Recently I've come to know the concept of memory-mapped files while watching a lecture of the course Intro to Database Systems of Andy Pavlo on database storage. One of the main problems a database storage engine has to solve is how to deal with data in disk that is bigger than the available memory. At a higher level, the main purpose of a disk-oriented storage engine is to manipulate data files in a disk. But if we assume that the data in the disk will eventually get bigger than the available memory, we cannot simply load the whole data file into memory, do the change, and write it back to disk.

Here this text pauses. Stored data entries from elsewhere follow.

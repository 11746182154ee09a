//! Spawn-and-supervise logic for worker processes.
//!
//! [`run_command`] spawns the prepared command in its own process group,
//! drains stdout and stderr concurrently (logging every line as it arrives),
//! and waits for exit under a deadline and a cancellation token. Output
//! streams are diagnostics only; job results travel through the output file.

use std::process::Stdio;
use std::time::{Duration, Instant};

use tokio::io::{AsyncBufReadExt, AsyncRead, BufReader};
use tokio::process::Command;
use tokio::task::JoinHandle;
use tokio_util::sync::CancellationToken;

use super::runner::{ProcessRun, WorkerError};

/// Maximum stdout or stderr size kept per stream (10 MiB).
///
/// Lines past the limit are still logged, just not accumulated.
const MAX_OUTPUT_BYTES: usize = 10 * 1024 * 1024;

/// How long a drain task may take to hit EOF once its process group is dead.
const DRAIN_GRACE: Duration = Duration::from_secs(2);

/// Log target for worker stdout lines.
pub const STDOUT_TARGET: &str = "worker_stdout";

/// Log target for worker stderr lines.
pub const STDERR_TARGET: &str = "worker_stderr";

#[derive(Debug, Clone, Copy)]
enum Stream {
    Stdout,
    Stderr,
}

/// Spawn `cmd`, capture its output streams and wait for it to exit.
///
/// The deadline covers the whole run, including draining the output pipes:
/// a worker that exits while a descendant still holds stdout or stderr open
/// has its process group killed at the deadline. The child is also killed
/// when `cancel` fires or when the returned future is dropped
/// (`kill_on_drop`). A non-zero exit status is not an error here; it is
/// reported through [`ProcessRun::exit_code`].
pub async fn run_command(
    cmd: &mut Command,
    timeout: Duration,
    cancel: &CancellationToken,
) -> Result<ProcessRun, WorkerError> {
    cmd.stdin(Stdio::null())
        .stdout(Stdio::piped())
        .stderr(Stdio::piped())
        .kill_on_drop(true);
    #[cfg(unix)]
    cmd.process_group(0);

    let program = cmd.as_std().get_program().to_string_lossy().into_owned();
    let start = Instant::now();
    let deadline = tokio::time::Instant::now() + timeout;

    let mut child = cmd.spawn().map_err(|source| WorkerError::Spawn {
        program: program.clone(),
        source,
    })?;
    let pid = child.id();
    tracing::info!(?pid, %program, "Worker process spawned");

    let mut stdout_task = tokio::spawn(drain(child.stdout.take(), Stream::Stdout, pid));
    let mut stderr_task = tokio::spawn(drain(child.stderr.take(), Stream::Stderr, pid));

    let status = tokio::select! {
        status = child.wait() => status.map_err(WorkerError::Wait),
        () = tokio::time::sleep_until(deadline) => {
            let elapsed_ms = elapsed_ms(start);
            tracing::error!(?pid, elapsed_ms, "Worker exceeded its deadline, killing");
            kill(&mut child, pid).await;
            Err(WorkerError::Timeout { elapsed_ms })
        }
        () = cancel.cancelled() => {
            tracing::warn!(?pid, "Worker cancelled, killing");
            kill(&mut child, pid).await;
            Err(WorkerError::Cancelled)
        }
    };

    let status = match status {
        Ok(status) => status,
        Err(e) => {
            stdout_task.abort();
            stderr_task.abort();
            return Err(e);
        }
    };

    // The worker has exited; its pipes close once every descendant is gone.
    let drained = tokio::select! {
        (out, err) = async { tokio::join!(&mut stdout_task, &mut stderr_task) } => {
            Some((out.unwrap_or_default(), err.unwrap_or_default()))
        }
        () = tokio::time::sleep_until(deadline) => None,
        () = cancel.cancelled() => None,
    };
    let (stdout, stderr) = match drained {
        Some(streams) => streams,
        None => {
            tracing::warn!(
                ?pid,
                elapsed_ms = elapsed_ms(start),
                "Worker exited but its output streams are still open, killing its process group"
            );
            kill_process_group(pid);
            (finish_drain(stdout_task).await, finish_drain(stderr_task).await)
        }
    };

    let exit_code = status.code();
    let duration_ms = elapsed_ms(start);

    if status.success() {
        tracing::info!(?pid, ?exit_code, duration_ms, "Worker process exited");
    } else {
        tracing::warn!(?pid, ?exit_code, duration_ms, "Worker process exited unsuccessfully");
    }

    Ok(ProcessRun {
        pid,
        exit_code,
        stdout: String::from_utf8_lossy(&stdout).into_owned(),
        stderr: String::from_utf8_lossy(&stderr).into_owned(),
        duration_ms,
    })
}

/// Collect what a drain task read, giving up after [`DRAIN_GRACE`].
async fn finish_drain(mut task: JoinHandle<Vec<u8>>) -> Vec<u8> {
    match tokio::time::timeout(DRAIN_GRACE, &mut task).await {
        Ok(joined) => joined.unwrap_or_default(),
        Err(_) => {
            task.abort();
            Vec::new()
        }
    }
}

/// Read a stream line by line until EOF, logging each line and keeping up to
/// [`MAX_OUTPUT_BYTES`] of it.
async fn drain<R: AsyncRead + Unpin>(handle: Option<R>, stream: Stream, pid: Option<u32>) -> Vec<u8> {
    let mut kept = Vec::new();
    let Some(handle) = handle else {
        return kept;
    };

    let mut reader = BufReader::new(handle);
    let mut line = Vec::new();
    loop {
        line.clear();
        match reader.read_until(b'\n', &mut line).await {
            Ok(0) => break,
            Ok(_) => {
                let text = String::from_utf8_lossy(&line);
                let text = text.trim_end();
                match stream {
                    Stream::Stdout => tracing::info!(target: STDOUT_TARGET, ?pid, "{text}"),
                    Stream::Stderr => tracing::warn!(target: STDERR_TARGET, ?pid, "{text}"),
                }
                let room = MAX_OUTPUT_BYTES.saturating_sub(kept.len());
                kept.extend_from_slice(&line[..line.len().min(room)]);
            }
            Err(e) => {
                tracing::debug!(?pid, ?stream, error = %e, "Stopped reading worker stream");
                break;
            }
        }
    }
    kept
}

async fn kill(child: &mut tokio::process::Child, pid: Option<u32>) {
    kill_process_group(pid);
    if let Err(e) = child.kill().await {
        tracing::warn!(error = %e, "Failed to kill worker process");
    }
}

/// SIGKILL every process in the worker's group. The group id is the worker's
/// pid, which stays reserved while any member of the group is alive.
#[cfg(unix)]
fn kill_process_group(pid: Option<u32>) {
    let Some(pid) = pid else {
        return;
    };
    // Safety: signalling a negative pid targets a process group; no memory is
    // touched.
    let ret = unsafe { libc::kill(-(pid as i32), libc::SIGKILL) };
    if ret == -1 {
        let err = std::io::Error::last_os_error();
        if err.raw_os_error() != Some(libc::ESRCH) {
            tracing::warn!(pid, error = %err, "Failed to kill worker process group");
        }
    }
}

#[cfg(not(unix))]
fn kill_process_group(_pid: Option<u32>) {}

fn elapsed_ms(start: Instant) -> u64 {
    start.elapsed().as_millis() as u64
}

// ---------------------------------------------------------------------------
// Tests
// ---------------------------------------------------------------------------

#[cfg(test)]
mod tests {
    use assert_matches::assert_matches;

    use super::*;
    use crate::worker::test_helpers::write_stub;

    fn bash(script: &tempfile::NamedTempFile, args: &[&str]) -> Command {
        let mut cmd = Command::new("bash");
        cmd.arg(script.path()).args(args);
        cmd
    }

    #[tokio::test]
    async fn captures_both_streams_and_exit_code() {
        let script = write_stub("echo out-line\necho err-line >&2\nexit 0\n");
        let run = run_command(
            &mut bash(&script, &[]),
            Duration::from_secs(5),
            &CancellationToken::new(),
        )
        .await
        .expect("run");

        assert_eq!(run.exit_code, Some(0));
        assert!(run.pid.is_some());
        assert_eq!(run.stdout.trim(), "out-line");
        assert_eq!(run.stderr.trim(), "err-line");
    }

    #[tokio::test]
    async fn non_zero_exit_is_not_an_error() {
        let script = write_stub("exit 3\n");
        let run = run_command(
            &mut bash(&script, &[]),
            Duration::from_secs(5),
            &CancellationToken::new(),
        )
        .await
        .expect("non-zero exit still yields a run");

        assert_eq!(run.exit_code, Some(3));
    }

    #[tokio::test]
    async fn passes_arguments_positionally() {
        let script = write_stub("printf '%s|' \"$@\"\n");
        let run = run_command(
            &mut bash(&script, &["b", "a", "", "c"]),
            Duration::from_secs(5),
            &CancellationToken::new(),
        )
        .await
        .expect("run");

        assert_eq!(run.stdout, "b|a||c|");
    }

    #[tokio::test]
    async fn missing_program_is_a_spawn_error() {
        let mut cmd = Command::new("/nonexistent/worker-binary");
        let result = run_command(&mut cmd, Duration::from_secs(5), &CancellationToken::new()).await;
        assert_matches!(result, Err(WorkerError::Spawn { .. }));
    }

    #[tokio::test]
    async fn deadline_kills_the_worker() {
        let script = write_stub("sleep 30\n");
        let start = Instant::now();
        let result = run_command(
            &mut bash(&script, &[]),
            Duration::from_millis(200),
            &CancellationToken::new(),
        )
        .await;

        assert_matches!(result, Err(WorkerError::Timeout { .. }));
        assert!(start.elapsed() < Duration::from_secs(10));
    }

    #[tokio::test]
    async fn deadline_covers_streams_held_by_descendants() {
        // The worker exits at once, but its background child keeps both
        // pipes open.
        let script = write_stub("echo started\nsleep 8 &\nexit 0\n");
        let start = Instant::now();
        let run = run_command(
            &mut bash(&script, &[]),
            Duration::from_secs(1),
            &CancellationToken::new(),
        )
        .await
        .expect("the worker itself exited cleanly");

        assert!(
            start.elapsed() < Duration::from_secs(5),
            "deadline of 1s not honored: {:?}",
            start.elapsed()
        );
        assert_eq!(run.exit_code, Some(0));
        assert_eq!(run.stdout.trim(), "started");
    }

    #[tokio::test]
    async fn cancellation_kills_the_worker() {
        let script = write_stub("sleep 30\n");
        let cancel = CancellationToken::new();
        let trigger = cancel.clone();
        tokio::spawn(async move {
            tokio::time::sleep(Duration::from_millis(100)).await;
            trigger.cancel();
        });

        let result = run_command(&mut bash(&script, &[]), Duration::from_secs(30), &cancel).await;
        assert_matches!(result, Err(WorkerError::Cancelled));
    }
}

This is not a new problem in Computer Science. When operational systems were being developed in the early 1960s, a similar problem was faced: how can we run programs stored in disk that are larger than the available memory? A solution to this problem was made by a group in Manchester, implemented on the Atlas Computer, in 1961. It was called virtual memory. The virtual memory gives a running program the illusion that it has big enough memory, despite the fact that the computer does not have enough.

We are not going to go deep on how virtual memory works. Just have in mind that when a program is accessing memory it is accessing the virtual memory. And maybe the data the program is trying to access is not actually in memory, but it does not matter. The operational system will make pretend that it is by going to disk, and putting it there, and replace an old chunk of memory that is not going to be used.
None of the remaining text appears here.